── Records for processing ──

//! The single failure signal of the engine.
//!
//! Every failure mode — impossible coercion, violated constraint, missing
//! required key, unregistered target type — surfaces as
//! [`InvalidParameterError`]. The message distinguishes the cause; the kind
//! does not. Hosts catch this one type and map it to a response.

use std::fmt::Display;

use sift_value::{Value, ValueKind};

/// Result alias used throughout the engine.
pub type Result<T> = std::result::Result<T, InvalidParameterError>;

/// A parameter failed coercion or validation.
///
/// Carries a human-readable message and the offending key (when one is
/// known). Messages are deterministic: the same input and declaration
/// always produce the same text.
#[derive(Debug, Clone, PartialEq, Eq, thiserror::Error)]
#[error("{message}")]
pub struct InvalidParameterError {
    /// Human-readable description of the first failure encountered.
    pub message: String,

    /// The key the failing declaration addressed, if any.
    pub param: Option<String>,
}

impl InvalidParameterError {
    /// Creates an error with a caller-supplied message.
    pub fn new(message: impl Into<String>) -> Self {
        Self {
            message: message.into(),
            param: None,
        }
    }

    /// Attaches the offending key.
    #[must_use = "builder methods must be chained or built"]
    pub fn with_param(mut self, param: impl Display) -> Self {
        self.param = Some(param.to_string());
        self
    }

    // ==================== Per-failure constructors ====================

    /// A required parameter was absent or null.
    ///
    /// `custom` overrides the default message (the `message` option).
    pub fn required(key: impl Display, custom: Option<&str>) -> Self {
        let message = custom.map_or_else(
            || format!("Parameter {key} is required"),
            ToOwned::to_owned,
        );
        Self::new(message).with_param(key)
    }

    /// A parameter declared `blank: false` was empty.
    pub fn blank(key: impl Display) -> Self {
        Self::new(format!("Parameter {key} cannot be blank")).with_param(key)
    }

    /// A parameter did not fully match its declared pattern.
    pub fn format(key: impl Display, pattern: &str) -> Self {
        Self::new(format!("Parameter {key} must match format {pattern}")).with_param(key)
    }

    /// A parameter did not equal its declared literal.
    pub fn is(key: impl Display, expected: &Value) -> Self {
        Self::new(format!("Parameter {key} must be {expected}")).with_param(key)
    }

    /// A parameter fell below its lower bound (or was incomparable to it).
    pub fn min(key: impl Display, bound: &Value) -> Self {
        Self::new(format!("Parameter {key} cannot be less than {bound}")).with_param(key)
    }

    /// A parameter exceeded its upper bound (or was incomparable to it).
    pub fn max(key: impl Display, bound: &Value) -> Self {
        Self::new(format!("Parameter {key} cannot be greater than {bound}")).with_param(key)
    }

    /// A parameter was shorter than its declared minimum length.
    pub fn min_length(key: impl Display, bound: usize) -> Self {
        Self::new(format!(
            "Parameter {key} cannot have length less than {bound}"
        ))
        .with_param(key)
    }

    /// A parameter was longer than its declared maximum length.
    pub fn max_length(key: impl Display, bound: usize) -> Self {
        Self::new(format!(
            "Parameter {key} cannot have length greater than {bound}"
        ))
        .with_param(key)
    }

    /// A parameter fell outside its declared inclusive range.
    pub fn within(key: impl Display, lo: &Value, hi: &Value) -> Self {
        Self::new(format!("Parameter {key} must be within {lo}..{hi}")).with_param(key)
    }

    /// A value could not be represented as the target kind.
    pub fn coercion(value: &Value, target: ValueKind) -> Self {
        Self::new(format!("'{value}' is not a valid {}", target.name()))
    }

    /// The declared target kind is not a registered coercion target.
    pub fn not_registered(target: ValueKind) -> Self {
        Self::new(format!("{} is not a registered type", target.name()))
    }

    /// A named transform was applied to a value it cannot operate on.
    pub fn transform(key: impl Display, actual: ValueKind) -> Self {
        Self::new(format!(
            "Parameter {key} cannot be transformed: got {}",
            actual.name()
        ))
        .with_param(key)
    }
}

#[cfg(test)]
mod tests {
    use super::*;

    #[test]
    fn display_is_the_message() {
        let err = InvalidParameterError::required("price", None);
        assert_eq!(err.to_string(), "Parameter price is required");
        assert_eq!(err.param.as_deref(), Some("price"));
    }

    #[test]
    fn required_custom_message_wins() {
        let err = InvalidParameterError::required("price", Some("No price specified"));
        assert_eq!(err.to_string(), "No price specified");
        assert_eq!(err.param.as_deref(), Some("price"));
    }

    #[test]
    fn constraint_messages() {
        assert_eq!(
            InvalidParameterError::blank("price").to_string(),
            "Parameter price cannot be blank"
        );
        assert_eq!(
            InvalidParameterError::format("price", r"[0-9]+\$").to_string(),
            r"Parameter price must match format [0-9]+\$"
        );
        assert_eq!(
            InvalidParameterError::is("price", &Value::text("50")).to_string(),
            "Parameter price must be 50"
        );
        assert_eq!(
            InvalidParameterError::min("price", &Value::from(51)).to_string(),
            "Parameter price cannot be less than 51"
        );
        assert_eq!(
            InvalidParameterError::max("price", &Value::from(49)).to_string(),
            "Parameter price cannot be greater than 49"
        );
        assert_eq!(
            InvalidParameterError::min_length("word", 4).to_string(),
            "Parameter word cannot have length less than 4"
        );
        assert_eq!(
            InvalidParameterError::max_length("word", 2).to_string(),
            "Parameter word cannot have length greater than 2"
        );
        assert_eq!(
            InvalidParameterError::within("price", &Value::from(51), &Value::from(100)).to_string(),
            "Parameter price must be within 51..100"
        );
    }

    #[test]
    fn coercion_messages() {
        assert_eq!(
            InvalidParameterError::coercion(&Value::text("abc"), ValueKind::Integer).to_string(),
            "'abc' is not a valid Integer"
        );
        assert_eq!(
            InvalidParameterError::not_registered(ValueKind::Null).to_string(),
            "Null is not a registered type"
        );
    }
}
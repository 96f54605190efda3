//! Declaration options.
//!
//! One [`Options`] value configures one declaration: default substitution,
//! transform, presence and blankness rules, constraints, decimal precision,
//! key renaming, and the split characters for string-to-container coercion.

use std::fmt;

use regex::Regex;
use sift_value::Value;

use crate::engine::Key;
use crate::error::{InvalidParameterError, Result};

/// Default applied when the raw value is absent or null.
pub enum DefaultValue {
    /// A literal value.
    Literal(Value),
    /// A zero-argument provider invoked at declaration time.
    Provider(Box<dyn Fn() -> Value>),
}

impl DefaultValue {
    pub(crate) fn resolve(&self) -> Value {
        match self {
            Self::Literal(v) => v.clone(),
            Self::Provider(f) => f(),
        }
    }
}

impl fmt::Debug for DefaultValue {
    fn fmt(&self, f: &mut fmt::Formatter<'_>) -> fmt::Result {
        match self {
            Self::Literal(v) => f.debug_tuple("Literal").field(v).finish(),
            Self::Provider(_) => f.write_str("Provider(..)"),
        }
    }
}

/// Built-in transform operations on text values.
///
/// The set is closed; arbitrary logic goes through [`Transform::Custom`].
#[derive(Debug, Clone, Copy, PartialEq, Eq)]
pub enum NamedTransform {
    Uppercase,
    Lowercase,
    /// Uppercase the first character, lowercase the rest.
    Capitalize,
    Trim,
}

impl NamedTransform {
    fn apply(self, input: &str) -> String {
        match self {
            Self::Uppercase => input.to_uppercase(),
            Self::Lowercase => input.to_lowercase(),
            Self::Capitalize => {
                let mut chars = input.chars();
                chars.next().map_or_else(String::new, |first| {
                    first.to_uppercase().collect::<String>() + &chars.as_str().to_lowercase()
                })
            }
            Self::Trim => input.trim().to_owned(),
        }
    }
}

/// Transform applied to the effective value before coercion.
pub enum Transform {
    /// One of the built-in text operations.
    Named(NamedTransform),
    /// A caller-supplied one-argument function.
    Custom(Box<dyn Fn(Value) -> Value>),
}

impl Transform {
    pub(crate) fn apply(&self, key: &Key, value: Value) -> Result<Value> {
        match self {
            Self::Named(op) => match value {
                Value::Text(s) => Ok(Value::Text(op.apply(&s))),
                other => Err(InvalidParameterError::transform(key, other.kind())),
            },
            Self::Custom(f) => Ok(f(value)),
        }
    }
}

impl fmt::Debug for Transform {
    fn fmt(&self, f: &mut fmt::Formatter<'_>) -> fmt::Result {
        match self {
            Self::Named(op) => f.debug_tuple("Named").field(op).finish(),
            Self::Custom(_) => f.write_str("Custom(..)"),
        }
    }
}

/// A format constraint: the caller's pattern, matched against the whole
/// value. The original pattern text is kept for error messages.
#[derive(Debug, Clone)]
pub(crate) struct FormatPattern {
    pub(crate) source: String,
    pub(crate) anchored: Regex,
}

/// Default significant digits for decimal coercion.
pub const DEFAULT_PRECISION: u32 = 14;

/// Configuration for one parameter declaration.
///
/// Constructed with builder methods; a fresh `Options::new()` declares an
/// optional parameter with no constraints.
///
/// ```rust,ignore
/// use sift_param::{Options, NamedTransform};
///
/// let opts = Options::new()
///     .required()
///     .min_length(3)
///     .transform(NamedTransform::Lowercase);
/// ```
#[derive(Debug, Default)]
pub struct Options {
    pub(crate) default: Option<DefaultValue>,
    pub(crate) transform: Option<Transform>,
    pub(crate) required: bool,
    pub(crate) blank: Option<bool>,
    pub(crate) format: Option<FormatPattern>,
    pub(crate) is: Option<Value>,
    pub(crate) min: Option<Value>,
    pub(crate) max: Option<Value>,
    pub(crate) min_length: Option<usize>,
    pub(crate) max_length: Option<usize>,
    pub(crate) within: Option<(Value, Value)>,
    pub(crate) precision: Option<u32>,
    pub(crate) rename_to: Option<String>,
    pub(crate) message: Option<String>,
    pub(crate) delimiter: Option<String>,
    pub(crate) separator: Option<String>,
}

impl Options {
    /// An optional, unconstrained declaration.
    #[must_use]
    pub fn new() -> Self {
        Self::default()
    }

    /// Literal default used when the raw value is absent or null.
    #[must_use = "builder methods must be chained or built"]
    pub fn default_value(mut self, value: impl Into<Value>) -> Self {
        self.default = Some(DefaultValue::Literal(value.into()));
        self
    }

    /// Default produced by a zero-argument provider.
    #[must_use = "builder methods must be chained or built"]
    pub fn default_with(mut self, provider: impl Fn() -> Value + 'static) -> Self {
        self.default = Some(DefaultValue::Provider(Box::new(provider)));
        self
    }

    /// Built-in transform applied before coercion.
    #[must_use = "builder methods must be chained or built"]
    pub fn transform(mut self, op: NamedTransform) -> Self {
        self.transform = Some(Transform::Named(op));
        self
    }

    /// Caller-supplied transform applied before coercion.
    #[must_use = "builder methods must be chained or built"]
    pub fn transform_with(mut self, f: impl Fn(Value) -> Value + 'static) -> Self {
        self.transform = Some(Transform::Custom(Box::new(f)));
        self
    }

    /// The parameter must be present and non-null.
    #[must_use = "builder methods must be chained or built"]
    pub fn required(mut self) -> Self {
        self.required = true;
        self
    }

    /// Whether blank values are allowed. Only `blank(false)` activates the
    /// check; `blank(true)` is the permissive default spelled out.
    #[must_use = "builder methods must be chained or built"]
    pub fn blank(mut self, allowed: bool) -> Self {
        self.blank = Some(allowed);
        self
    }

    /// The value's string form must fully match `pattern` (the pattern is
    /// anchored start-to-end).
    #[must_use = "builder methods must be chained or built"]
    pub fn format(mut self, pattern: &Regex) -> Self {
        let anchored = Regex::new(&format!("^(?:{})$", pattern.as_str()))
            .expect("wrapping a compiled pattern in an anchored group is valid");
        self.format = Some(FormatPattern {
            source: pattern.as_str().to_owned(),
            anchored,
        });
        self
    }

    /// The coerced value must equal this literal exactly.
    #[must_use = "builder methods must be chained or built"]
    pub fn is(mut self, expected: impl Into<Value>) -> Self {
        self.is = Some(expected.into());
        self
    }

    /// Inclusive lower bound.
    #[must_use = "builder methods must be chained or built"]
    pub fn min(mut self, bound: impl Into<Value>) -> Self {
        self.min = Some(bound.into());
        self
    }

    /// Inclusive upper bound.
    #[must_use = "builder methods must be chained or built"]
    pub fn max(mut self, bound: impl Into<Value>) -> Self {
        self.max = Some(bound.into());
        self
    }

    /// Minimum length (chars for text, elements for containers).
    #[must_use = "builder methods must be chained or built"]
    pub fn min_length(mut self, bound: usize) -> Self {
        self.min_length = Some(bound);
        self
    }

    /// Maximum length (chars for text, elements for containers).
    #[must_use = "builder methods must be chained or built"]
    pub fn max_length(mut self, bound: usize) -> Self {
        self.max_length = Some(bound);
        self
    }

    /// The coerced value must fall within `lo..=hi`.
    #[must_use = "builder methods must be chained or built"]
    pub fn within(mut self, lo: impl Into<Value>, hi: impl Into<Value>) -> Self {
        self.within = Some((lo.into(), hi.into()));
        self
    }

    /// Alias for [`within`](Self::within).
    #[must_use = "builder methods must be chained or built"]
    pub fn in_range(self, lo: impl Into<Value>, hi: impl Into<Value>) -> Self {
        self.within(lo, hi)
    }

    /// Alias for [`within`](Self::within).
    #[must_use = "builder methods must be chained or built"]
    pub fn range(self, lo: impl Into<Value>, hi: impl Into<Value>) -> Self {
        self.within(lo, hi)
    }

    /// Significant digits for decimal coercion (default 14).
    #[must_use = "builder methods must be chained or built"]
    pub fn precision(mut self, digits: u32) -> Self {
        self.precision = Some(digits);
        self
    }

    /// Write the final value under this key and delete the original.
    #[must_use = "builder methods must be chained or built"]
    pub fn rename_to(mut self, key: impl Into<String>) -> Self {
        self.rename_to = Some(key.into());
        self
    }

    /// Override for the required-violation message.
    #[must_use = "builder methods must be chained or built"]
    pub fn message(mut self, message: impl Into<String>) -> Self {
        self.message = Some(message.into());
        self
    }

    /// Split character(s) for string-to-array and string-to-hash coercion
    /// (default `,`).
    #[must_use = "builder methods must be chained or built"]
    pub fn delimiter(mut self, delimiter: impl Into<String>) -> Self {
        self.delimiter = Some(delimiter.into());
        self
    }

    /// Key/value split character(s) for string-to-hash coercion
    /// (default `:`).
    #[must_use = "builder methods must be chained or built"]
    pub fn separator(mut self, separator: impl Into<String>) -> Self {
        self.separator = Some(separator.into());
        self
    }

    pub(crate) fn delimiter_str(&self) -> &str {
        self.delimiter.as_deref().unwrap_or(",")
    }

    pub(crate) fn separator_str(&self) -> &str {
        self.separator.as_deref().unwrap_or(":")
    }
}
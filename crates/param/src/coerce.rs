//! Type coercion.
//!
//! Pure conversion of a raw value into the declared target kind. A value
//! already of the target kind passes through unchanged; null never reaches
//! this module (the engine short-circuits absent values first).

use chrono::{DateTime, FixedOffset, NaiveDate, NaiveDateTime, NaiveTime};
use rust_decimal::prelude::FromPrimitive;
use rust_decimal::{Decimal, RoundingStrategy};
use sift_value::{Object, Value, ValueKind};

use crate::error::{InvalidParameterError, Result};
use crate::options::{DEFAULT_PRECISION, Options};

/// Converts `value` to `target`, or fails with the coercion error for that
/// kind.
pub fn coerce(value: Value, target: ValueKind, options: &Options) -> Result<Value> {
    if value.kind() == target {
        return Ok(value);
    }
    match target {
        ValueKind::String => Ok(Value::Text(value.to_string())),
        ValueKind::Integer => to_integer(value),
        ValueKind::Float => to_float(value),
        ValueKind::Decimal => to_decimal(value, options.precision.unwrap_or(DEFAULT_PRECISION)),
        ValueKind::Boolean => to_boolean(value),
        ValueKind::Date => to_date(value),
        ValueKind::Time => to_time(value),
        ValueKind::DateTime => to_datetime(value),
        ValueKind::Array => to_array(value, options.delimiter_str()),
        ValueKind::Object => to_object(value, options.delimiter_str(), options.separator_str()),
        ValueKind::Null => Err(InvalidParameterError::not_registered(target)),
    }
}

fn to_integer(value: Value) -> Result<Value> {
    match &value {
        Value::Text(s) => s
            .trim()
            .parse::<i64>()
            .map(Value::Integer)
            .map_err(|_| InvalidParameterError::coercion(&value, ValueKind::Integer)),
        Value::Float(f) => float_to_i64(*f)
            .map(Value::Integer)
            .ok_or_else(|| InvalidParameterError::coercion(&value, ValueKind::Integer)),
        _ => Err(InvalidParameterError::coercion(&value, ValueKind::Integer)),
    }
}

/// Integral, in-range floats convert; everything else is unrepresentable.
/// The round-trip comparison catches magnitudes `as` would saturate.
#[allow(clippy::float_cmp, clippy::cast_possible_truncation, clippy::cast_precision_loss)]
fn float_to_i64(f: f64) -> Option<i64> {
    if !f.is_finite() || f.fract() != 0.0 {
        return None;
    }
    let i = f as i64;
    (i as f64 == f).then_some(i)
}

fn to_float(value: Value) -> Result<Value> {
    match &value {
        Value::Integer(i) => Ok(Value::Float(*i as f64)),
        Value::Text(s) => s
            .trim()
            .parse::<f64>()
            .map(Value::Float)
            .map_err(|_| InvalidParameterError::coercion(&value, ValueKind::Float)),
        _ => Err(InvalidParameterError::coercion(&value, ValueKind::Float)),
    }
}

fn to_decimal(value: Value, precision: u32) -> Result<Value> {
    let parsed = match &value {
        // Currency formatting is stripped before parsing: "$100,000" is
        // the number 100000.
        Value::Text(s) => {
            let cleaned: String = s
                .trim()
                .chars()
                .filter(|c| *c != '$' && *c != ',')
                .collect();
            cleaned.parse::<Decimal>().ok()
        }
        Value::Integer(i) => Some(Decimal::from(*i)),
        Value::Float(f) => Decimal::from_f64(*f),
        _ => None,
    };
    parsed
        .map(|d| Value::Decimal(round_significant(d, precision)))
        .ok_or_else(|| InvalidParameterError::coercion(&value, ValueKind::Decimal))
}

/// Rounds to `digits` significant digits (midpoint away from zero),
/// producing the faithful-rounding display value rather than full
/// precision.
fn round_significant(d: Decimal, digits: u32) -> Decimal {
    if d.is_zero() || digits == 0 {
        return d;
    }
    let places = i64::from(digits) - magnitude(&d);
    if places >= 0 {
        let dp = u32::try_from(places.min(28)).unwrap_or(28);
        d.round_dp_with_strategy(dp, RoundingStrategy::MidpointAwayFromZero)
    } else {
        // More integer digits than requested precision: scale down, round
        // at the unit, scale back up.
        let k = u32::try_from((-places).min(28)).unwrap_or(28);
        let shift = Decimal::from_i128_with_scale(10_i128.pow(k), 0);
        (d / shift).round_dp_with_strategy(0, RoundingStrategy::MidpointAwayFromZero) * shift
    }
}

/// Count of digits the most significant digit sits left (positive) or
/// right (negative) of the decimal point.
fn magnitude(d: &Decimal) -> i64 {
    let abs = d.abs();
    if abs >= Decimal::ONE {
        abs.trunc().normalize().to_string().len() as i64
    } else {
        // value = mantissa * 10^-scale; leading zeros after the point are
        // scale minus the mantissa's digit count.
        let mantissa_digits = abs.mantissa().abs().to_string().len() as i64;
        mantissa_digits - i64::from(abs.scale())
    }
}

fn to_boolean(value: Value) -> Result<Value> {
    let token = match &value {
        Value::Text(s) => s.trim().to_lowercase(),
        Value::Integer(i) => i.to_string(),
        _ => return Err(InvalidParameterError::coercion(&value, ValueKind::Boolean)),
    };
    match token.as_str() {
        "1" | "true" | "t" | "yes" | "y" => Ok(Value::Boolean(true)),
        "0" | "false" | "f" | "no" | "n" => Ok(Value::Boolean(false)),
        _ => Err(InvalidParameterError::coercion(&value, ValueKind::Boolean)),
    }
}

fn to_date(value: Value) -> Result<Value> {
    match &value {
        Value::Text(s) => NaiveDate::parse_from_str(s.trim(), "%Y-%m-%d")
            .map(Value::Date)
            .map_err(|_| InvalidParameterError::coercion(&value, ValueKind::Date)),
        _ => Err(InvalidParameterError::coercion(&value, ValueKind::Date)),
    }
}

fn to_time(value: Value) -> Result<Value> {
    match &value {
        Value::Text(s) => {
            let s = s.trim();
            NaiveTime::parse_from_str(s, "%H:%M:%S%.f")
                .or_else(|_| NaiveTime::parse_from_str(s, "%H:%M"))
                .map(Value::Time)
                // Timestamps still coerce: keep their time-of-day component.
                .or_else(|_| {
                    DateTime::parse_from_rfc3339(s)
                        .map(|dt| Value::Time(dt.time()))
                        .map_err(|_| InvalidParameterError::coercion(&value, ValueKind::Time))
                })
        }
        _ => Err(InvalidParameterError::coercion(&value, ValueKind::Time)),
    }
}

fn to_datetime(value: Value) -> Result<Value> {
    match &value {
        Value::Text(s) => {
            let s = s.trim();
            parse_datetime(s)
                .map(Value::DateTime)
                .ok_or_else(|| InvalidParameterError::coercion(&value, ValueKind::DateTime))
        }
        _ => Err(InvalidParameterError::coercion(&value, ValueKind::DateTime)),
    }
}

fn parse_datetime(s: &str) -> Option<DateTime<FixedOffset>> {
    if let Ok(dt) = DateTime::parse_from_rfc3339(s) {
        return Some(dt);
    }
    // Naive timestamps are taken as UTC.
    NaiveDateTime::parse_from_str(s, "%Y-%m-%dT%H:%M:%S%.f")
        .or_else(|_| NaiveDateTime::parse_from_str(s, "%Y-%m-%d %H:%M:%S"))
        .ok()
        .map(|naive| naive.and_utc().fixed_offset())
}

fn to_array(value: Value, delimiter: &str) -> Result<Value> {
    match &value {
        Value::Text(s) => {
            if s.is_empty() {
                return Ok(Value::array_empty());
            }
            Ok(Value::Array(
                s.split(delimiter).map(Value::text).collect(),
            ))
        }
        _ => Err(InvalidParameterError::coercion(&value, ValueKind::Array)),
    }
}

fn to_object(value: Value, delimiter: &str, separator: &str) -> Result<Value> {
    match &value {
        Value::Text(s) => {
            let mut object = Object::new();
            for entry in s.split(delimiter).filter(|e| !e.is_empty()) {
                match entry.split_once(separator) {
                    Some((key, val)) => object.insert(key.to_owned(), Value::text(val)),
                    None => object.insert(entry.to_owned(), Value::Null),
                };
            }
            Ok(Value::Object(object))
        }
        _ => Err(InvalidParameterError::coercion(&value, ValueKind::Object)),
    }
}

───

**Task description:** Your answer should be each line of the data that contains the word "declared", copied as it stands.

**Written response:**
    /// A parameter declared `blank: false` was empty.
    /// A parameter did not fully match its declared pattern.
    /// A parameter did not equal its declared literal.
    /// A parameter was shorter than its declared minimum length.
    /// A parameter was longer than its declared maximum length.
    /// A parameter fell outside its declared inclusive range.
    /// The declared target kind is not a registered coercion target.
//! Pure conversion of a raw value into the declared target kind. A value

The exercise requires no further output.